There is a lot of discussion surrounding how we determine the power level of our decks in order to better facilitate Rule 0. But what actually goes into that decision? By what metrics do you personally use to reach a decision on the power level of your deck?

Some considerations you might have:
How fast does your deck intend to win?
How consistent is your deck?
How important is winning to you when you play?
How well can your deck interact with your opponents, and is it capable of disrupting their potential win?


As a follow up question, what sort of things would be included in your ideal scale in order to find your ideal category and best matchup?
If I had to give only one number to the three decks I have on a permanent basis right now, it would be a 6 for Aminatou, 6 for Omnath, and 4 for Niv-Mizzet Reborn. This is all largely by design rather than lack of available budget or cards. I like to win, but I also like to tell stories, and an epic struggle to me is better than a Mike-and-Trike plaster.
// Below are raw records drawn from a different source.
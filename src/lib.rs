pub mod api;
pub mod config;
pub mod core_state;
pub mod db;
pub mod models;
pub mod pipeline;

use std::sync::Arc;
use tracing_subscriber::EnvFilter;

/// Install the fmt subscriber. `RUST_LOG` wins over the default filter.
pub fn init_tracing() {
    tracing_subscriber::fmt()
        .with_env_filter(
            EnvFilter::try_from_default_env()
                .unwrap_or_else(|_| EnvFilter::new(config::default_log_filter())),
        )
        .init();
}

/// Serve the API until Ctrl-C.
pub async fn run(service: config::ServiceConfig) -> Result<(), String> {
    tracing::info!("{} starting v{}", config::APP_NAME, config::APP_VERSION);

    let core = Arc::new(core_state::CoreState::new(service.db_path.clone()));

    // The service still starts with a broken store; /status reports it
    match core.open_db() {
        Ok(_) => tracing::info!(db_path = %service.db_path.display(), "Database ready"),
        Err(e) => tracing::error!(
            db_path = %service.db_path.display(),
            error = %e,
            "Database unavailable at startup"
        ),
    }

    let sweep = pipeline::start_periodic_sweep(core.clone(), service.sweep_interval);
    let mut server = api::start_api_server(core, service.bind_addr).await?;

    tokio::signal::ctrl_c()
        .await
        .map_err(|e| format!("Failed to listen for shutdown signal: {e}"))?;
    tracing::info!("Shutdown requested");

    if let Some(sweep) = sweep {
        sweep.stop().await;
    }
    server.shutdown();
    server.wait().await;
    Ok(())
}
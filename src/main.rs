use clinassign_lib::config::ServiceConfig;

#[tokio::main]
async fn main() {
    // A missing .env file is fine
    let _ = dotenvy::dotenv();
    clinassign_lib::init_tracing();

    let service = ServiceConfig::from_env();
    if let Err(e) = clinassign_lib::run(service).await {
        tracing::error!(error = %e, "Service failed");
        std::process::exit(1);
    }
}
Now, if I had to give them a range of numbers, Aminatou could be 6-7, Omnath 6-7 maybe 8, and Niv 4-5. I'd increase each because Aminatou she CAN combo out turn 4, but it has to be a native draw, though she has some bad tutors and a few backup combos. Omnath can go 0-60 in a turn or two, so it can be quite explosive, though no combos to win right-off (Strong synergies, though), and struggles without being able to deal damage. Niv is a personal challenge where it has all gold cards excluding lands and Chromatic Lantern. It's quite fun (though Boros doesn't contribute much), but besides some synergies so far it's nothing to be afraid of, and lacks any interaction at instant speed besides some charms and a few removal spells.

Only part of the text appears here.